## What you should do
Your task is to give the data again, exactly, with every line intact.

━━━ Supplied entries ━━━

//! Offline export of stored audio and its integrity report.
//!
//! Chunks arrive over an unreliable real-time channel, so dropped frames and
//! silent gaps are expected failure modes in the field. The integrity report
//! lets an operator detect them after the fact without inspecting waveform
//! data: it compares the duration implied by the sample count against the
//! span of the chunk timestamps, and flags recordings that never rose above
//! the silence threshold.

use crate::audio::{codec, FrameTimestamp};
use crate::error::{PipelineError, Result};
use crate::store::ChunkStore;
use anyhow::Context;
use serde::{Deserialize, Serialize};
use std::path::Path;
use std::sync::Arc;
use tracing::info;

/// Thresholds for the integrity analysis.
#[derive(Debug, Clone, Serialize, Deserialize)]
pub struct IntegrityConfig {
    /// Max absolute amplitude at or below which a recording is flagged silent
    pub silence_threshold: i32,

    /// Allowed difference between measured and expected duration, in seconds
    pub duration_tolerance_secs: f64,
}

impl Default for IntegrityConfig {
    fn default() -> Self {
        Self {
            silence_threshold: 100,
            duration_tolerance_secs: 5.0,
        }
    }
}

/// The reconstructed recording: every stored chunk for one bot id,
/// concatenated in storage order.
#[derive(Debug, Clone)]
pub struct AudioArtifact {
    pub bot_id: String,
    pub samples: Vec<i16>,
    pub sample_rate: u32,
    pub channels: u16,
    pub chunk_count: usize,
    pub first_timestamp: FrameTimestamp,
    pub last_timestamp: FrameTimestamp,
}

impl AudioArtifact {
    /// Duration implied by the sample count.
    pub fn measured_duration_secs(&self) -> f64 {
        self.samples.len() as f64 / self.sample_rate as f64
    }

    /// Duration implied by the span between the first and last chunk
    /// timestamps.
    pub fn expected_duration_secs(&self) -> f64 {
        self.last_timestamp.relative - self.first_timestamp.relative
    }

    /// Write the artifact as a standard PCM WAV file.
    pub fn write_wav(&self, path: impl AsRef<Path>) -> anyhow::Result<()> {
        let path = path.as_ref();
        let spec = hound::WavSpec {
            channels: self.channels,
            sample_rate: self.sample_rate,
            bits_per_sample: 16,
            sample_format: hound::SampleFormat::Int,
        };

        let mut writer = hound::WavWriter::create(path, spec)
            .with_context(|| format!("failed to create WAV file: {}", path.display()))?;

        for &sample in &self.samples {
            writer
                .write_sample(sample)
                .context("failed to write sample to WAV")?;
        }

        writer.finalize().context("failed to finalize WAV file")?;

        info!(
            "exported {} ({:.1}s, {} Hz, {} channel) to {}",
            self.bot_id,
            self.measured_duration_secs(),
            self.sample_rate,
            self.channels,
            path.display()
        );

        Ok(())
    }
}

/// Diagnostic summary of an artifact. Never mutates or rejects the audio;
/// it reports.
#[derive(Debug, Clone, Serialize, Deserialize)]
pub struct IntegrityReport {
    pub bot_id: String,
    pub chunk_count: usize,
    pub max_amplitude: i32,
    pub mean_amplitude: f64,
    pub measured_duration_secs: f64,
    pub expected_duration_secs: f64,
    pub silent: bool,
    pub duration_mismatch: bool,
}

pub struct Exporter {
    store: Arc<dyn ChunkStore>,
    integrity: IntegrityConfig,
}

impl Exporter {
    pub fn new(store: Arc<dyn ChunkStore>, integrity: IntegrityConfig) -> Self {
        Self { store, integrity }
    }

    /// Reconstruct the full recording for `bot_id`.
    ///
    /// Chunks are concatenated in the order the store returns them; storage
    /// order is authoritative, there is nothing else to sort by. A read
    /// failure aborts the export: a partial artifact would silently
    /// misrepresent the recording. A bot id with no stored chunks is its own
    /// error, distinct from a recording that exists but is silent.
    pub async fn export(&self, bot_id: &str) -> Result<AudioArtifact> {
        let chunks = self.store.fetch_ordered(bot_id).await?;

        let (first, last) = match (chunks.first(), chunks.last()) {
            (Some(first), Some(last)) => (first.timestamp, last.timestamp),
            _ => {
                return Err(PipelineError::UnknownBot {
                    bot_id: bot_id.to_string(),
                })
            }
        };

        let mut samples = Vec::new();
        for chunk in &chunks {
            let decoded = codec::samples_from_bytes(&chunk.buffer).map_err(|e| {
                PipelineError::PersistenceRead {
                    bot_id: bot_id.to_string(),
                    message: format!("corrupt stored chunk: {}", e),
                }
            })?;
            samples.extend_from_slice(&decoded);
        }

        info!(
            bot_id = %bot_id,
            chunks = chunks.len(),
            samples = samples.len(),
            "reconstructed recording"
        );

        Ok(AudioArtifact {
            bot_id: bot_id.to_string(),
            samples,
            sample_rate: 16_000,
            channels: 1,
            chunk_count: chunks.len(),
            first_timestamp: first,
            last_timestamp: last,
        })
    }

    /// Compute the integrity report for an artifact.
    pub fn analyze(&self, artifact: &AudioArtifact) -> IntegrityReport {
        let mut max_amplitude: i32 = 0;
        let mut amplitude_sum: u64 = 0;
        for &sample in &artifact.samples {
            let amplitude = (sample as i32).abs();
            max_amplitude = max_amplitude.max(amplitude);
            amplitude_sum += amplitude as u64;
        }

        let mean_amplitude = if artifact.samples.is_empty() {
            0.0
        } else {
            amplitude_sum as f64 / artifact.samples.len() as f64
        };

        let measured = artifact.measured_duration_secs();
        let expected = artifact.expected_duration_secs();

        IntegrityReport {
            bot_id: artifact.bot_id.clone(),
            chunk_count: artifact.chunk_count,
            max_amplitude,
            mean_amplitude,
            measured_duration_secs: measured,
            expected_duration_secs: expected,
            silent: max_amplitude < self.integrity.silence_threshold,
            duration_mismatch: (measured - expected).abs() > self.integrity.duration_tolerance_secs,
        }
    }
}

━━━

## Solution to this exercise
//! Offline export of stored audio and its integrity report.
//!
//! Chunks arrive over an unreliable real-time channel, so dropped frames and
//! silent gaps are expected failure modes in the field. The integrity report
//! lets an operator detect them after the fact without inspecting waveform
//! data: it compares the duration implied by the sample count against the
//! span of the chunk timestamps, and flags recordings that never rose above
//! the silence threshold.

use crate::audio::{codec, FrameTimestamp};
use crate::error::{PipelineError, Result};
use crate::store::ChunkStore;
use anyhow::Context;
use serde::{Deserialize, Serialize};
use std::path::Path;
use std::sync::Arc;
use tracing::info;

/// Thresholds for the integrity analysis.
#[derive(Debug, Clone, Serialize, Deserialize)]
pub struct IntegrityConfig {
    /// Max absolute amplitude at or below which a recording is flagged silent
    pub silence_threshold: i32,

    /// Allowed difference between measured and expected duration, in seconds
    pub duration_tolerance_secs: f64,
}

impl Default for IntegrityConfig {
    fn default() -> Self {
        Self {
            silence_threshold: 100,
            duration_tolerance_secs: 5.0,
        }
    }
}

/// The reconstructed recording: every stored chunk for one bot id,
/// concatenated in storage order.
#[derive(Debug, Clone)]
pub struct AudioArtifact {
    pub bot_id: String,
    pub samples: Vec<i16>,
    pub sample_rate: u32,
    pub channels: u16,
    pub chunk_count: usize,
    pub first_timestamp: FrameTimestamp,
    pub last_timestamp: FrameTimestamp,
}

impl AudioArtifact {
    /// Duration implied by the sample count.
    pub fn measured_duration_secs(&self) -> f64 {
        self.samples.len() as f64 / self.sample_rate as f64
    }

    /// Duration implied by the span between the first and last chunk
    /// timestamps.
    pub fn expected_duration_secs(&self) -> f64 {
        self.last_timestamp.relative - self.first_timestamp.relative
    }

    /// Write the artifact as a standard PCM WAV file.
    pub fn write_wav(&self, path: impl AsRef<Path>) -> anyhow::Result<()> {
        let path = path.as_ref();
        let spec = hound::WavSpec {
            channels: self.channels,
            sample_rate: self.sample_rate,
            bits_per_sample: 16,
            sample_format: hound::SampleFormat::Int,
        };

        let mut writer = hound::WavWriter::create(path, spec)
            .with_context(|| format!("failed to create WAV file: {}", path.display()))?;

        for &sample in &self.samples {
            writer
                .write_sample(sample)
                .context("failed to write sample to WAV")?;
        }

        writer.finalize().context("failed to finalize WAV file")?;

        info!(
            "exported {} ({:.1}s, {} Hz, {} channel) to {}",
            self.bot_id,
            self.measured_duration_secs(),
            self.sample_rate,
            self.channels,
            path.display()
        );

        Ok(())
    }
}

/// Diagnostic summary of an artifact. Never mutates or rejects the audio;
/// it reports.
#[derive(Debug, Clone, Serialize, Deserialize)]
pub struct IntegrityReport {
    pub bot_id: String,
    pub chunk_count: usize,
    pub max_amplitude: i32,
    pub mean_amplitude: f64,
    pub measured_duration_secs: f64,
    pub expected_duration_secs: f64,
    pub silent: bool,
    pub duration_mismatch: bool,
}

pub struct Exporter {
    store: Arc<dyn ChunkStore>,
    integrity: IntegrityConfig,
}

impl Exporter {
    pub fn new(store: Arc<dyn ChunkStore>, integrity: IntegrityConfig) -> Self {
        Self { store, integrity }
    }

    /// Reconstruct the full recording for `bot_id`.
    ///
    /// Chunks are concatenated in the order the store returns them; storage
    /// order is authoritative, there is nothing else to sort by. A read
    /// failure aborts the export: a partial artifact would silently
    /// misrepresent the recording. A bot id with no stored chunks is its own
    /// error, distinct from a recording that exists but is silent.
    pub async fn export(&self, bot_id: &str) -> Result<AudioArtifact> {
        let chunks = self.store.fetch_ordered(bot_id).await?;

        let (first, last) = match (chunks.first(), chunks.last()) {
            (Some(first), Some(last)) => (first.timestamp, last.timestamp),
            _ => {
                return Err(PipelineError::UnknownBot {
                    bot_id: bot_id.to_string(),
                })
            }
        };

        let mut samples = Vec::new();
        for chunk in &chunks {
            let decoded = codec::samples_from_bytes(&chunk.buffer).map_err(|e| {
                PipelineError::PersistenceRead {
                    bot_id: bot_id.to_string(),
                    message: format!("corrupt stored chunk: {}", e),
                }
            })?;
            samples.extend_from_slice(&decoded);
        }

        info!(
            bot_id = %bot_id,
            chunks = chunks.len(),
            samples = samples.len(),
            "reconstructed recording"
        );

        Ok(AudioArtifact {
            bot_id: bot_id.to_string(),
            samples,
            sample_rate: 16_000,
            channels: 1,
            chunk_count: chunks.len(),
            first_timestamp: first,
            last_timestamp: last,
        })
    }

    /// Compute the integrity report for an artifact.
    pub fn analyze(&self, artifact: &AudioArtifact) -> IntegrityReport {
        let mut max_amplitude: i32 = 0;
        let mut amplitude_sum: u64 = 0;
        for &sample in &artifact.samples {
            let amplitude = (sample as i32).abs();
            max_amplitude = max_amplitude.max(amplitude);
            amplitude_sum += amplitude as u64;
        }

        let mean_amplitude = if artifact.samples.is_empty() {
            0.0
        } else {
            amplitude_sum as f64 / artifact.samples.len() as f64
        };

        let measured = artifact.measured_duration_secs();
        let expected = artifact.expected_duration_secs();

        IntegrityReport {
            bot_id: artifact.bot_id.clone(),
            chunk_count: artifact.chunk_count,
            max_amplitude,
            mean_amplitude,
            measured_duration_secs: measured,
            expected_duration_secs: expected,
            silent: max_amplitude < self.integrity.silence_threshold,
            duration_mismatch: (measured - expected).abs() > self.integrity.duration_tolerance_secs,
        }
    }
}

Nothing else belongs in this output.